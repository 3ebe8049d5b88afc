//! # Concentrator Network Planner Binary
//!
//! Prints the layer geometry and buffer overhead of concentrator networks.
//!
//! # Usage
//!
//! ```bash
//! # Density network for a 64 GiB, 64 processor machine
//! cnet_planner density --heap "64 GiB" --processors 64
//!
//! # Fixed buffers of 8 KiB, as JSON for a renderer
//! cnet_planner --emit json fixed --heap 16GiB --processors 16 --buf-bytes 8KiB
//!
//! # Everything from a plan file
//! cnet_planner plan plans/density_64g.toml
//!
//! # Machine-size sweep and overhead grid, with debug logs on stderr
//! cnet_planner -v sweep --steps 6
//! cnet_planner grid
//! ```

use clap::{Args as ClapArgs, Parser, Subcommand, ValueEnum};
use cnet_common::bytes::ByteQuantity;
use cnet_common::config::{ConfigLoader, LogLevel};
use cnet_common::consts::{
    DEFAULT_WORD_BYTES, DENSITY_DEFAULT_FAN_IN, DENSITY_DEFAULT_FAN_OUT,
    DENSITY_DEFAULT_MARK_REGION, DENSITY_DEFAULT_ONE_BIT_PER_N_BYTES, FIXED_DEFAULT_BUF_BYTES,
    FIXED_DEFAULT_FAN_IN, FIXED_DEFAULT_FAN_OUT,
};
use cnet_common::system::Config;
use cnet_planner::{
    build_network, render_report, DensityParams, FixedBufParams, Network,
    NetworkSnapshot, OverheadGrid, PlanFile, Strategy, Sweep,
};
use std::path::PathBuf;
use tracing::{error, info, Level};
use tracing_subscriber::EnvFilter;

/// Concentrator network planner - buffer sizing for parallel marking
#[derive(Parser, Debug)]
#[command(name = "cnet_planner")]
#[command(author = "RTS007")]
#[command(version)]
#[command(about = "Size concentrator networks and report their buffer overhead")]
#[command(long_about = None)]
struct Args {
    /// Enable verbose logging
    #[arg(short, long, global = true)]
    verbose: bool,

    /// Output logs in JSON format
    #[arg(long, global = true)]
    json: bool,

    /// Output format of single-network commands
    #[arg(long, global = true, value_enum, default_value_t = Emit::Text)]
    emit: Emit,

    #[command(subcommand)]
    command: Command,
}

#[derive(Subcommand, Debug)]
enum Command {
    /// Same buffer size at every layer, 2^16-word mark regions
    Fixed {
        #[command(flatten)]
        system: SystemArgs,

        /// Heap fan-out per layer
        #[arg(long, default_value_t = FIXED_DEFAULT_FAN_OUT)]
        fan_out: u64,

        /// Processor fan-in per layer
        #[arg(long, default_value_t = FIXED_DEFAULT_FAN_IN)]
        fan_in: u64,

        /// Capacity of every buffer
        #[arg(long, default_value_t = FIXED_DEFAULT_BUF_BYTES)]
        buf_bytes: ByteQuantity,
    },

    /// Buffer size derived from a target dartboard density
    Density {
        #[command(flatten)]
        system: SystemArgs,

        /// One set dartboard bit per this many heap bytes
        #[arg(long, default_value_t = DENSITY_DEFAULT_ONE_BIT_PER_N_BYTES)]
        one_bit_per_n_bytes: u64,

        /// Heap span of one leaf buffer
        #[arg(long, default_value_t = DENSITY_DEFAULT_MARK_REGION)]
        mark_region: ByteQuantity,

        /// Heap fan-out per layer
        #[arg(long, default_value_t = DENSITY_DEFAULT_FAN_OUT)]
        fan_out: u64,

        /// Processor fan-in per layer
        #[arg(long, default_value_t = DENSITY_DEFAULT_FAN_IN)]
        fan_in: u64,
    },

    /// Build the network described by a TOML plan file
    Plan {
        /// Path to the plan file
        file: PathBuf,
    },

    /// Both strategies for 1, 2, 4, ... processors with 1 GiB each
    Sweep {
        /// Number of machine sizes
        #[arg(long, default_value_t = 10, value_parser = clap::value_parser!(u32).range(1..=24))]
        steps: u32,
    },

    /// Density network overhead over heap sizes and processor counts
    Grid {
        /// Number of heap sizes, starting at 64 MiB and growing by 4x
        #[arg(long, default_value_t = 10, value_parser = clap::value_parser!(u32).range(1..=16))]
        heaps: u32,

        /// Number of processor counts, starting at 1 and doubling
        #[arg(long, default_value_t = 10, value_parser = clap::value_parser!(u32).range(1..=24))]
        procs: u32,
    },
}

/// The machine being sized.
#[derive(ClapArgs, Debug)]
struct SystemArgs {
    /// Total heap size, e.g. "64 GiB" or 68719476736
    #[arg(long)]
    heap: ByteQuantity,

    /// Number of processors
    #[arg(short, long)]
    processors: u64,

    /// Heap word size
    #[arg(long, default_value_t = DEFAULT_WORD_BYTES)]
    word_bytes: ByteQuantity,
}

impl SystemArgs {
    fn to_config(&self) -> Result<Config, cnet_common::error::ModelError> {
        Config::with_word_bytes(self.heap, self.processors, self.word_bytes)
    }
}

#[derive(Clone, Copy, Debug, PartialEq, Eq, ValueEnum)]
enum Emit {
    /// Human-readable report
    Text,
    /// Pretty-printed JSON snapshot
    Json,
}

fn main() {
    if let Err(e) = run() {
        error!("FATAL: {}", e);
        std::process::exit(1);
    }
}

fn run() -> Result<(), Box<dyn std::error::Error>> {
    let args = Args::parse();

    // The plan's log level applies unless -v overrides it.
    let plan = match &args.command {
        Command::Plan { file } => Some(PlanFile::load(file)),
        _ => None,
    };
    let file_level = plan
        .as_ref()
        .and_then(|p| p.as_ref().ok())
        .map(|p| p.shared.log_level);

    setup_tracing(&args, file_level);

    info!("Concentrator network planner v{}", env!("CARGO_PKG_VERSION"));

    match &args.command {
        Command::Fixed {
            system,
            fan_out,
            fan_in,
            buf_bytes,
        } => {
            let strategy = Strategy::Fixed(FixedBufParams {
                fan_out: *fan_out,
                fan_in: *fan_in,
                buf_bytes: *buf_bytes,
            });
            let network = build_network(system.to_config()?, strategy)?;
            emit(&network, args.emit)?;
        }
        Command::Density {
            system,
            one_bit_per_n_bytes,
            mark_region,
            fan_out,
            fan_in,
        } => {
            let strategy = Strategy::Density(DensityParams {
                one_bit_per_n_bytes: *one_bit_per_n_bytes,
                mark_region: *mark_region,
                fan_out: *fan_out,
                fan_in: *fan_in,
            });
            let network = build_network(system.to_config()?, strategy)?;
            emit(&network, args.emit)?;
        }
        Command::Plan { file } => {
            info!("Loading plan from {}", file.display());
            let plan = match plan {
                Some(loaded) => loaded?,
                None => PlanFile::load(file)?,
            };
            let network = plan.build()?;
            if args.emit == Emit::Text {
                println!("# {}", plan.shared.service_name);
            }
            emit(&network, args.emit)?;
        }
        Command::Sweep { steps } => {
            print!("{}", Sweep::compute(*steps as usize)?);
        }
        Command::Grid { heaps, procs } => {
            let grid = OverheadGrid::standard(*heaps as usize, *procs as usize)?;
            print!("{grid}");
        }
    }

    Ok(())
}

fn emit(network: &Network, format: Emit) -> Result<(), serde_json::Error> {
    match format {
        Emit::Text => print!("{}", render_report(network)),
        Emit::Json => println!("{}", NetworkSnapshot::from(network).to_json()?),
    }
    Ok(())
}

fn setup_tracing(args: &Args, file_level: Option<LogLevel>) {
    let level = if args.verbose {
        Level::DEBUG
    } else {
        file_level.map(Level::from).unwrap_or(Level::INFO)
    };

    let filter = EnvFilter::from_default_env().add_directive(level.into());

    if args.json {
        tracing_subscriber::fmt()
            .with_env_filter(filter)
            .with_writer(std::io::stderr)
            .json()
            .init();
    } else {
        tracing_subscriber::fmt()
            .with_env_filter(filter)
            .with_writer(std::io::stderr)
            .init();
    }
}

WORK REQUIRED: Once you have read the data above, print all of it again exactly.

SOLVED PROBLEM:
repository 3ebe8049d5b88afc
//! # Concentrator Network Planner Binary
//!
//! Prints the layer geometry and buffer overhead of concentrator networks.
//!
//! # Usage
//!
//! ```bash
//! # Density network for a 64 GiB, 64 processor machine
//! cnet_planner density --heap "64 GiB" --processors 64
//!
//! # Fixed buffers of 8 KiB, as JSON for a renderer
//! cnet_planner --emit json fixed --heap 16GiB --processors 16 --buf-bytes 8KiB
//!
//! # Everything from a plan file
//! cnet_planner plan plans/density_64g.toml
//!
//! # Machine-size sweep and overhead grid, with debug logs on stderr
//! cnet_planner -v sweep --steps 6
//! cnet_planner grid
//! ```

use clap::{Args as ClapArgs, Parser, Subcommand, ValueEnum};
use cnet_common::bytes::ByteQuantity;
use cnet_common::config::{ConfigLoader, LogLevel};
use cnet_common::consts::{
    DEFAULT_WORD_BYTES, DENSITY_DEFAULT_FAN_IN, DENSITY_DEFAULT_FAN_OUT,
    DENSITY_DEFAULT_MARK_REGION, DENSITY_DEFAULT_ONE_BIT_PER_N_BYTES, FIXED_DEFAULT_BUF_BYTES,
    FIXED_DEFAULT_FAN_IN, FIXED_DEFAULT_FAN_OUT,
};
use cnet_common::system::Config;
use cnet_planner::{
    build_network, render_report, DensityParams, FixedBufParams, Network,
    NetworkSnapshot, OverheadGrid, PlanFile, Strategy, Sweep,
};
use std::path::PathBuf;
use tracing::{error, info, Level};
use tracing_subscriber::EnvFilter;

/// Concentrator network planner - buffer sizing for parallel marking
#[derive(Parser, Debug)]
#[command(name = "cnet_planner")]
#[command(author = "RTS007")]
#[command(version)]
#[command(about = "Size concentrator networks and report their buffer overhead")]
#[command(long_about = None)]
struct Args {
    /// Enable verbose logging
    #[arg(short, long, global = true)]
    verbose: bool,

    /// Output logs in JSON format
    #[arg(long, global = true)]
    json: bool,

    /// Output format of single-network commands
    #[arg(long, global = true, value_enum, default_value_t = Emit::Text)]
    emit: Emit,

    #[command(subcommand)]
    command: Command,
}

#[derive(Subcommand, Debug)]
enum Command {
    /// Same buffer size at every layer, 2^16-word mark regions
    Fixed {
        #[command(flatten)]
        system: SystemArgs,

        /// Heap fan-out per layer
        #[arg(long, default_value_t = FIXED_DEFAULT_FAN_OUT)]
        fan_out: u64,

        /// Processor fan-in per layer
        #[arg(long, default_value_t = FIXED_DEFAULT_FAN_IN)]
        fan_in: u64,

        /// Capacity of every buffer
        #[arg(long, default_value_t = FIXED_DEFAULT_BUF_BYTES)]
        buf_bytes: ByteQuantity,
    },

    /// Buffer size derived from a target dartboard density
    Density {
        #[command(flatten)]
        system: SystemArgs,

        /// One set dartboard bit per this many heap bytes
        #[arg(long, default_value_t = DENSITY_DEFAULT_ONE_BIT_PER_N_BYTES)]
        one_bit_per_n_bytes: u64,

        /// Heap span of one leaf buffer
        #[arg(long, default_value_t = DENSITY_DEFAULT_MARK_REGION)]
        mark_region: ByteQuantity,

        /// Heap fan-out per layer
        #[arg(long, default_value_t = DENSITY_DEFAULT_FAN_OUT)]
        fan_out: u64,

        /// Processor fan-in per layer
        #[arg(long, default_value_t = DENSITY_DEFAULT_FAN_IN)]
        fan_in: u64,
    },

    /// Build the network described by a TOML plan file
    Plan {
        /// Path to the plan file
        file: PathBuf,
    },

    /// Both strategies for 1, 2, 4, ... processors with 1 GiB each
    Sweep {
        /// Number of machine sizes
        #[arg(long, default_value_t = 10, value_parser = clap::value_parser!(u32).range(1..=24))]
        steps: u32,
    },

    /// Density network overhead over heap sizes and processor counts
    Grid {
        /// Number of heap sizes, starting at 64 MiB and growing by 4x
        #[arg(long, default_value_t = 10, value_parser = clap::value_parser!(u32).range(1..=16))]
        heaps: u32,

        /// Number of processor counts, starting at 1 and doubling
        #[arg(long, default_value_t = 10, value_parser = clap::value_parser!(u32).range(1..=24))]
        procs: u32,
    },
}

/// The machine being sized.
#[derive(ClapArgs, Debug)]
struct SystemArgs {
    /// Total heap size, e.g. "64 GiB" or 68719476736
    #[arg(long)]
    heap: ByteQuantity,

    /// Number of processors
    #[arg(short, long)]
    processors: u64,

    /// Heap word size
    #[arg(long, default_value_t = DEFAULT_WORD_BYTES)]
    word_bytes: ByteQuantity,
}

impl SystemArgs {
    fn to_config(&self) -> Result<Config, cnet_common::error::ModelError> {
        Config::with_word_bytes(self.heap, self.processors, self.word_bytes)
    }
}

#[derive(Clone, Copy, Debug, PartialEq, Eq, ValueEnum)]
enum Emit {
    /// Human-readable report
    Text,
    /// Pretty-printed JSON snapshot
    Json,
}

fn main() {
    if let Err(e) = run() {
        error!("FATAL: {}", e);
        std::process::exit(1);
    }
}

fn run() -> Result<(), Box<dyn std::error::Error>> {
    let args = Args::parse();

    // The plan's log level applies unless -v overrides it.
    let plan = match &args.command {
        Command::Plan { file } => Some(PlanFile::load(file)),
        _ => None,
    };
    let file_level = plan
        .as_ref()
        .and_then(|p| p.as_ref().ok())
        .map(|p| p.shared.log_level);

    setup_tracing(&args, file_level);

    info!("Concentrator network planner v{}", env!("CARGO_PKG_VERSION"));

    match &args.command {
        Command::Fixed {
            system,
            fan_out,
            fan_in,
            buf_bytes,
        } => {
            let strategy = Strategy::Fixed(FixedBufParams {
                fan_out: *fan_out,
                fan_in: *fan_in,
                buf_bytes: *buf_bytes,
            });
            let network = build_network(system.to_config()?, strategy)?;
            emit(&network, args.emit)?;
        }
        Command::Density {
            system,
            one_bit_per_n_bytes,
            mark_region,
            fan_out,
            fan_in,
        } => {
            let strategy = Strategy::Density(DensityParams {
                one_bit_per_n_bytes: *one_bit_per_n_bytes,
                mark_region: *mark_region,
                fan_out: *fan_out,
                fan_in: *fan_in,
            });
            let network = build_network(system.to_config()?, strategy)?;
            emit(&network, args.emit)?;
        }
        Command::Plan { file } => {
            info!("Loading plan from {}", file.display());
            let plan = match plan {
                Some(loaded) => loaded?,
                None => PlanFile::load(file)?,
            };
            let network = plan.build()?;
            if args.emit == Emit::Text {
                println!("# {}", plan.shared.service_name);
            }
            emit(&network, args.emit)?;
        }
        Command::Sweep { steps } => {
            print!("{}", Sweep::compute(*steps as usize)?);
        }
        Command::Grid { heaps, procs } => {
            let grid = OverheadGrid::standard(*heaps as usize, *procs as usize)?;
            print!("{grid}");
        }
    }

    Ok(())
}

fn emit(network: &Network, format: Emit) -> Result<(), serde_json::Error> {
    match format {
        Emit::Text => print!("{}", render_report(network)),
        Emit::Json => println!("{}", NetworkSnapshot::from(network).to_json()?),
    }
    Ok(())
}

fn setup_tracing(args: &Args, file_level: Option<LogLevel>) {
    let level = if args.verbose {
        Level::DEBUG
    } else {
        file_level.map(Level::from).unwrap_or(Level::INFO)
    };

    let filter = EnvFilter::from_default_env().add_directive(level.into());

    if args.json {
        tracing_subscriber::fmt()
            .with_env_filter(filter)
            .with_writer(std::io::stderr)
            .json()
            .init();
    } else {
        tracing_subscriber::fmt()
            .with_env_filter(filter)
            .with_writer(std::io::stderr)
            .init();
    }
}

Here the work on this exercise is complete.